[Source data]

####################

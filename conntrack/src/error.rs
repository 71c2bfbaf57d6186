use std::io;

use netlink_packet_utils::DecodeError;
use thiserror::Error;

#[derive(Debug, Error)]
pub enum Error {
    #[error("failed to create socket: {0}")]
    Socket(io::Error),
    #[error("failed to send ctnetlink message: {0}")]
    Send(io::Error),
    #[error("failed to receive ctnetlink messages: {0}")]
    Recv(io::Error),
    #[error("failed to poll ctnetlink messages: {0}")]
    Poll(io::Error),
    #[error("failed to decode netlink data: {0}")]
    Decode(DecodeError),
    #[error("invalid family: {0}")]
    InvalidFamily(u8),
    #[error("netlink error message: {0}")]
    NetlinkMessage(NetlinkError),
    #[error("dump reply out of sequence: got ({got_seq}, {got_portid}), expected ({seq}, {portid})")]
    DumpMismatch {
        seq: u32,
        portid: u32,
        got_seq: u32,
        got_portid: u32,
    },
}

#[derive(Debug, Error)]
pub enum NetlinkError {
    #[error("operation not permitted")]
    OperationNotPermitted,
    #[error("no entry")]
    NoEntry,
    #[error("I/O")]
    IO,
    #[error("already exists")]
    AlreadyExists,
    #[error("invalid argument")]
    InvalidArgument,
    #[error("other: {0}")]
    Other(i32),
}

impl From<i32> for NetlinkError {
    fn from(e: i32) -> Self {
        match e {
            -1 => Self::OperationNotPermitted,
            -2 => Self::NoEntry,
            -5 => Self::IO,
            -17 => Self::AlreadyExists,
            -22 => Self::InvalidArgument,
            _ => Self::Other(e),
        }
    }
}
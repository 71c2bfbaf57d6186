use std::{pin::Pin, task::Poll};

use async_trait::async_trait;
use futures::Stream;
use netlink_packet_core::{NetlinkBuffer, NetlinkMessage, NetlinkPayload};
use netlink_packet_utils::DecodeError;
use netlink_sys::{protocols::NETLINK_NETFILTER, AsyncSocket, AsyncSocketExt, TokioSocket};
use tracing::trace;

use crate::{
    error::{Error, NetlinkError},
    message::CtNetlinkMessage,
    AF_INET, AF_INET6,
};

#[async_trait]
pub trait ConntrackSocket: Stream {
    async fn send(&mut self, msg: NetlinkMessage<CtNetlinkMessage>) -> Result<(), Error>;
}

/// The frames carried by one received datagram.
#[derive(Debug, Default)]
struct FrameBatch {
    msgs: Vec<CtNetlinkMessage>,
    done: bool,
}

/// Walks the netlink frames of one datagram, keyed on the (sequence,
/// port-id) of the outstanding dump. `Done` terminates the dump, error
/// frames terminate the sweep, and an entry that fails attribute
/// validation is skipped without poisoning its neighbours.
fn split_frames(buf: &[u8], seq: u32, portid: u32) -> Result<FrameBatch, Error> {
    let mut batch = FrameBatch::default();
    let mut offset = 0;
    while offset < buf.len() {
        let data = &buf[offset..];
        let frame = NetlinkBuffer::new_checked(&data).map_err(Error::Decode)?;
        let len = frame.length() as usize;
        if len < 16 || len > data.len() {
            return Err(Error::Decode(DecodeError::from(format!(
                "invalid netlink frame length: {len}"
            ))));
        }
        let (got_seq, got_portid) = (frame.sequence_number(), frame.port_number());
        if got_seq != seq || got_portid != portid {
            return Err(Error::DumpMismatch {
                seq,
                portid,
                got_seq,
                got_portid,
            });
        }
        match NetlinkMessage::<CtNetlinkMessage>::deserialize(&data[..len]) {
            Ok(msg) => match msg.payload {
                NetlinkPayload::Done(_) => {
                    batch.done = true;
                    break;
                }
                NetlinkPayload::Error(e) => {
                    return Err(Error::NetlinkMessage(NetlinkError::from(e.raw_code())))
                }
                NetlinkPayload::InnerMessage(msg) => batch.msgs.push(msg),
                _ => {}
            },
            Err(e) => trace!(error = %e, "skipping undecodable conntrack message"),
        }
        offset += (len + 3) & !3;
    }
    Ok(batch)
}

pub struct NfConntrackSocket {
    inner: TokioSocket,
    portid: u32,
    seq: u32,
}

impl NfConntrackSocket {
    pub(super) fn new() -> Result<NfConntrackSocket, Error> {
        let mut socket = TokioSocket::new(NETLINK_NETFILTER).map_err(Error::Socket)?;
        let addr = socket.socket_mut().bind_auto().map_err(Error::Socket)?;
        Ok(NfConntrackSocket {
            inner: socket,
            portid: addr.port_number(),
            seq: 0,
        })
    }
}

#[async_trait]
impl ConntrackSocket for NfConntrackSocket {
    async fn send(&mut self, msg: NetlinkMessage<CtNetlinkMessage>) -> Result<(), Error> {
        self.seq = msg.header.sequence_number;
        let mut buf = vec![0u8; msg.header.length as usize];
        msg.serialize(&mut buf[..]);
        self.inner.send(&buf).await.map_err(Error::Send)?;
        Ok(())
    }
}

impl Stream for NfConntrackSocket {
    type Item = Result<Vec<CtNetlinkMessage>, Error>;

    fn poll_next(
        mut self: Pin<&mut Self>,
        cx: &mut std::task::Context<'_>,
    ) -> Poll<Option<Self::Item>> {
        match self.inner.poll_recv_from_full(cx) {
            Poll::Ready(Ok((buf, _))) => {
                let (seq, portid) = (self.seq, self.portid);
                match split_frames(&buf, seq, portid) {
                    Ok(batch) => {
                        if batch.done {
                            // The dump terminator carries no entries.
                            Poll::Ready(None)
                        } else {
                            Poll::Ready(Some(Ok(batch.msgs)))
                        }
                    }
                    Err(e) => Poll::Ready(Some(Err(e))),
                }
            }
            Poll::Ready(Err(e)) => Poll::Ready(Some(Err(Error::Poll(e)))),
            Poll::Pending => Poll::Pending,
        }
    }
}

#[derive(Debug, Default)]
pub(super) struct MockConntrackSocket {
    family: Option<u8>,
    ipv4_data: Vec<CtNetlinkMessage>,
    ipv6_data: Vec<CtNetlinkMessage>,
    index: usize,
}

impl MockConntrackSocket {
    #[allow(dead_code)]
    pub(super) fn with_msg(
        ipv4_data: Vec<CtNetlinkMessage>,
        ipv6_data: Vec<CtNetlinkMessage>,
    ) -> MockConntrackSocket {
        MockConntrackSocket {
            family: None,
            ipv4_data,
            ipv6_data,
            index: 0,
        }
    }
}

#[async_trait]
impl ConntrackSocket for MockConntrackSocket {
    async fn send(&mut self, msg: NetlinkMessage<CtNetlinkMessage>) -> Result<(), Error> {
        if let NetlinkPayload::InnerMessage(req) = msg.payload {
            self.family = Some(req.header.family);
            self.index = 0;
            Ok(())
        } else {
            Err(Error::Send(std::io::Error::new(
                std::io::ErrorKind::InvalidInput,
                "ctnetlink request is expected",
            )))
        }
    }
}

impl Stream for MockConntrackSocket {
    type Item = Result<Vec<CtNetlinkMessage>, Error>;

    fn poll_next(
        mut self: Pin<&mut Self>,
        _cx: &mut std::task::Context<'_>,
    ) -> Poll<Option<Self::Item>> {
        let Some(family) = self.family else {
            return Poll::Ready(Some(Err(Error::Recv(std::io::Error::new(
                std::io::ErrorKind::NotConnected,
                "request is not received yet",
            )))));
        };
        let data = match family {
            AF_INET => &self.ipv4_data,
            AF_INET6 => &self.ipv6_data,
            _ => {
                self.family = None;
                return Poll::Ready(None);
            }
        };
        if self.index < data.len() {
            let msg = data[self.index].clone();
            self.index += 1;
            Poll::Ready(Some(Ok(vec![msg])))
        } else {
            self.family = None;
            Poll::Ready(None)
        }
    }
}

#[cfg(test)]
mod tests {
    use futures::TryStreamExt;
    use netlink_packet_core::{DoneMessage, NetlinkHeader};

    use super::*;
    use crate::{
        message::{CtOp, NetfilterHeader},
        nlas::{ConnNla, IpNla, TupleNla, CTA_ZONE},
        Family,
    };

    fn entry_msg(zone: u16) -> CtNetlinkMessage {
        CtNetlinkMessage::new(
            NetfilterHeader::new(Family::Ipv4.into()),
            CtOp::New(vec![
                ConnNla::OrigTuple(vec![TupleNla::Ip(vec![
                    IpNla::V4Src("10.0.0.1".parse().unwrap()),
                    IpNla::V4Dst("8.8.8.8".parse().unwrap()),
                ])]),
                ConnNla::Zone(zone),
            ]),
        )
    }

    fn serialize_entry(msg: CtNetlinkMessage, seq: u32, portid: u32) -> Vec<u8> {
        let mut hdr = NetlinkHeader::default();
        hdr.sequence_number = seq;
        hdr.port_number = portid;
        let mut msg = NetlinkMessage::new(hdr, NetlinkPayload::InnerMessage(msg));
        msg.finalize();
        let mut buf = vec![0u8; msg.header.length as usize];
        msg.serialize(&mut buf);
        buf
    }

    fn serialize_done(seq: u32, portid: u32) -> Vec<u8> {
        let mut hdr = NetlinkHeader::default();
        hdr.sequence_number = seq;
        hdr.port_number = portid;
        let mut msg: NetlinkMessage<CtNetlinkMessage> =
            NetlinkMessage::new(hdr, NetlinkPayload::Done(DoneMessage::default()));
        msg.finalize();
        let mut buf = vec![0u8; msg.header.length as usize];
        msg.serialize(&mut buf);
        buf
    }

    #[test]
    fn test_split_frames_yields_entries_until_done() {
        let mut buf = serialize_entry(entry_msg(0), 7, 100);
        buf.extend(serialize_entry(entry_msg(1), 7, 100));
        let batch = split_frames(&buf, 7, 100).unwrap();
        assert_eq!(batch.msgs.len(), 2);
        assert!(!batch.done);

        let done = serialize_done(7, 100);
        let batch = split_frames(&done, 7, 100).unwrap();
        assert!(batch.msgs.is_empty());
        assert!(batch.done);
    }

    #[test]
    fn test_split_frames_rejects_wrong_sequence() {
        let buf = serialize_entry(entry_msg(0), 7, 100);
        assert!(matches!(
            split_frames(&buf, 8, 100),
            Err(Error::DumpMismatch { .. })
        ));
        assert!(matches!(
            split_frames(&buf, 7, 99),
            Err(Error::DumpMismatch { .. })
        ));
    }

    #[test]
    fn test_split_frames_skips_malformed_entry() {
        // First frame carries a CTA_ZONE with a 4-byte payload: a shape
        // error scoped to that message only.
        let mut bad = serialize_entry(entry_msg(0), 7, 100);
        let zone_attr = bad.len() - 8;
        bad[zone_attr..zone_attr + 2].copy_from_slice(&8u16.to_ne_bytes());
        bad[zone_attr + 2..zone_attr + 4].copy_from_slice(&CTA_ZONE.to_ne_bytes());
        let frame_len = bad.len() as u32;
        bad[0..4].copy_from_slice(&frame_len.to_ne_bytes());

        let mut buf = bad;
        buf.extend(serialize_entry(entry_msg(0), 7, 100));
        let batch = split_frames(&buf, 7, 100).unwrap();
        assert_eq!(batch.msgs.len(), 1);
    }

    #[test]
    fn test_split_frames_truncated_buffer_is_an_error() {
        let buf = serialize_entry(entry_msg(0), 7, 100);
        assert!(matches!(
            split_frames(&buf[..10], 7, 100),
            Err(Error::Decode(_))
        ));
    }

    #[tokio::test]
    async fn test_mock_socket_replays_per_family() {
        let ipv4 = vec![entry_msg(0), entry_msg(0), entry_msg(0)];
        let ipv6 = vec![entry_msg(0)];
        let mut socket = MockConntrackSocket::with_msg(ipv4, ipv6);
        socket
            .send(crate::message::DumpRequest::new(Family::Ipv4).message())
            .await
            .unwrap();
        let mut read = 0;
        while let Some(msgs) = socket.try_next().await.unwrap() {
            read += msgs.len();
        }
        assert_eq!(read, 3);

        socket
            .send(crate::message::DumpRequest::new(Family::Ipv6).message())
            .await
            .unwrap();
        let mut read = 0;
        while let Some(msgs) = socket.try_next().await.unwrap() {
            read += msgs.len();
        }
        assert_eq!(read, 1);
    }
}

####################

- _TASK DETAILS_
If a line in the records above contains "failed", copy that line.

- _TASK OUTPUT_
    #[error("failed to create socket: {0}")]
    #[error("failed to send ctnetlink message: {0}")]
    #[error("failed to receive ctnetlink messages: {0}")]
    #[error("failed to poll ctnetlink messages: {0}")]
    #[error("failed to decode netlink data: {0}")]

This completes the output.